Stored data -
• • • • •
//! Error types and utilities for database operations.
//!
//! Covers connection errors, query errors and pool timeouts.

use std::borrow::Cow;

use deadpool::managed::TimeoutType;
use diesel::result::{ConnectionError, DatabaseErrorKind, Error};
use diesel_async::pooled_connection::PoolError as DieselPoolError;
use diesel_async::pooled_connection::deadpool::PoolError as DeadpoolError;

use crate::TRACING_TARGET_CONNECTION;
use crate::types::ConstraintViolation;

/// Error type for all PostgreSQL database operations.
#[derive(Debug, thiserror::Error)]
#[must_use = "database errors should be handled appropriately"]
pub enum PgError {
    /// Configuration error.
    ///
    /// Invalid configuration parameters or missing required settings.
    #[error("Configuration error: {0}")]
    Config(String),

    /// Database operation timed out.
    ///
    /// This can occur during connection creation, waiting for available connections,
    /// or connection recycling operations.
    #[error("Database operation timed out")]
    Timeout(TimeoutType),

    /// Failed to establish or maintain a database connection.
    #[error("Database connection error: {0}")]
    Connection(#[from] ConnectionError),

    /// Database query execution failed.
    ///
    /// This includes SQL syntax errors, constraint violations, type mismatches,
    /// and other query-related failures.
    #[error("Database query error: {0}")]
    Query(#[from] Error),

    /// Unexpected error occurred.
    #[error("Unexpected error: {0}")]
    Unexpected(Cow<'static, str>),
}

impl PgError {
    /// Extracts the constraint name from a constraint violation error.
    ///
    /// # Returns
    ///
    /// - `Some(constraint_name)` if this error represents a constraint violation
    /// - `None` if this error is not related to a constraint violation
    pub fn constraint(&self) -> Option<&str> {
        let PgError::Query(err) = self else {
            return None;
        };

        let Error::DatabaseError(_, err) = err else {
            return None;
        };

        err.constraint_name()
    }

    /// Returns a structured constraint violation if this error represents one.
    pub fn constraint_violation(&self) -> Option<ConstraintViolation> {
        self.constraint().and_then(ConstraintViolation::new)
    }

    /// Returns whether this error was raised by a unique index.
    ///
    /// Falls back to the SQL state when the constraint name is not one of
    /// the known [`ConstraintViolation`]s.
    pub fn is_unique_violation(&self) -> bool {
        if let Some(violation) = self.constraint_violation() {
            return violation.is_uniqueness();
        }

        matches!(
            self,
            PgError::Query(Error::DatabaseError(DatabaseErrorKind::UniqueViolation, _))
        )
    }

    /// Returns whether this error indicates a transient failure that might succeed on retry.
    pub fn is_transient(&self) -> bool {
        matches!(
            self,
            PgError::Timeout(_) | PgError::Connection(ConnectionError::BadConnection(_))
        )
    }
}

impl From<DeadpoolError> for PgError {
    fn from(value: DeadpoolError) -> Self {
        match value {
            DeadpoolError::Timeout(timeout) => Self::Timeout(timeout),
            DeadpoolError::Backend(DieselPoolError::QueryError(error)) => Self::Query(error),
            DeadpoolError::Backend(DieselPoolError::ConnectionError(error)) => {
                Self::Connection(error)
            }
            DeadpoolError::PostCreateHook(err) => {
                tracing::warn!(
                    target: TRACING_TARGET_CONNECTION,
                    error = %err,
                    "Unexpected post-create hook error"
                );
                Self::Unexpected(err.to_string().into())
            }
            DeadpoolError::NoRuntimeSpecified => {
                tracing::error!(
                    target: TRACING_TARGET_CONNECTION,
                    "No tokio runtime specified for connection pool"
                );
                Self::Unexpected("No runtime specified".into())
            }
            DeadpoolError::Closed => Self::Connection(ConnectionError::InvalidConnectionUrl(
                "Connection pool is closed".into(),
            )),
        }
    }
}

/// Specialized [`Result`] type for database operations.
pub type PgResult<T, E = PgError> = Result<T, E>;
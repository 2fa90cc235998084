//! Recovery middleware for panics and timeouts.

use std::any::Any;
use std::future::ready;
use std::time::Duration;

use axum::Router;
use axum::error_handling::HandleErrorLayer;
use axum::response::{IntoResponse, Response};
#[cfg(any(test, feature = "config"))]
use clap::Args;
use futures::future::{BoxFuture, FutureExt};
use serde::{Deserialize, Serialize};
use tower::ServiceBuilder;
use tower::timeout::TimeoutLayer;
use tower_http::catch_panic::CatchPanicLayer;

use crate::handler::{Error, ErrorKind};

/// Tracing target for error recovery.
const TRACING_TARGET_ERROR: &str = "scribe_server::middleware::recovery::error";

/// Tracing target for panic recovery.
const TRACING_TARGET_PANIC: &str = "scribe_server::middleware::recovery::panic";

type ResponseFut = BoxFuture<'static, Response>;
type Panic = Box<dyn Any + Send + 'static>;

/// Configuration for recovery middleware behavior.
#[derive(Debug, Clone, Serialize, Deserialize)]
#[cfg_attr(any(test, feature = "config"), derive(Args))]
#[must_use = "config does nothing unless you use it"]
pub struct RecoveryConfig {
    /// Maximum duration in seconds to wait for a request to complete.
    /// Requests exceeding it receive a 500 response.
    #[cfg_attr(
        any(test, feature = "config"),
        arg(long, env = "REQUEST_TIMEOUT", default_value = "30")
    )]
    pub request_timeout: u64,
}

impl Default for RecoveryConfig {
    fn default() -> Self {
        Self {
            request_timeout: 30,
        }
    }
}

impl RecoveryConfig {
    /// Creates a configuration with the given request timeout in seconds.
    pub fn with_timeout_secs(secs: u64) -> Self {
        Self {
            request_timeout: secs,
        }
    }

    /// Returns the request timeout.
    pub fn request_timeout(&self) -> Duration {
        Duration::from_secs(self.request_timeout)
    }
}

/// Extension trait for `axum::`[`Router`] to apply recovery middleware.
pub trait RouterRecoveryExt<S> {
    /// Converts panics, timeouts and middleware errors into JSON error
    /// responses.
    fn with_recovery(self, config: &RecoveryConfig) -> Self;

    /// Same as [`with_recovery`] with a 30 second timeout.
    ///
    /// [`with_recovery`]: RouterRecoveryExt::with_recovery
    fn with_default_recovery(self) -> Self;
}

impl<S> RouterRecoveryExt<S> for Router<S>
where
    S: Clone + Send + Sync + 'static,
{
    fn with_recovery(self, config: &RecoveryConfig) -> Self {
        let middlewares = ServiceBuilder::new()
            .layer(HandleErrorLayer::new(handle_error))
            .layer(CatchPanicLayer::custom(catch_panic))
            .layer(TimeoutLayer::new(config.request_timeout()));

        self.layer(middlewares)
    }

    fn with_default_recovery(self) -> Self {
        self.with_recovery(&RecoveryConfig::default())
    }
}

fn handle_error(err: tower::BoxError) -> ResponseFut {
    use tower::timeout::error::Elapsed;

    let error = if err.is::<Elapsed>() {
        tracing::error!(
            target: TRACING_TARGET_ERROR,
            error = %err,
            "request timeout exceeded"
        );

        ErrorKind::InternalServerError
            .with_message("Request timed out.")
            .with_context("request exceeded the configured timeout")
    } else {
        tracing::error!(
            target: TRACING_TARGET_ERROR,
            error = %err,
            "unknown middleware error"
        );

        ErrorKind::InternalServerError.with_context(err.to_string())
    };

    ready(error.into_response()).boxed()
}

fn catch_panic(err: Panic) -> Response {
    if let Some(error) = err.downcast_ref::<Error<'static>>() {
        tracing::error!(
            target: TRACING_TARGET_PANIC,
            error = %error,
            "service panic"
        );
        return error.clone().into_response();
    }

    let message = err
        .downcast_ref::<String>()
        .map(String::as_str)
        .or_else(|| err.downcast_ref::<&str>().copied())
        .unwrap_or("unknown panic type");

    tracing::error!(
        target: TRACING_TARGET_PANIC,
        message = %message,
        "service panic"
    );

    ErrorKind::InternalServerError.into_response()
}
• • • • •
Problem statement -
Gather each line from the entries above that includes the word "test".

Response -
#[cfg(any(test, feature = "config"))]
#[cfg_attr(any(test, feature = "config"), derive(Args))]
        any(test, feature = "config"),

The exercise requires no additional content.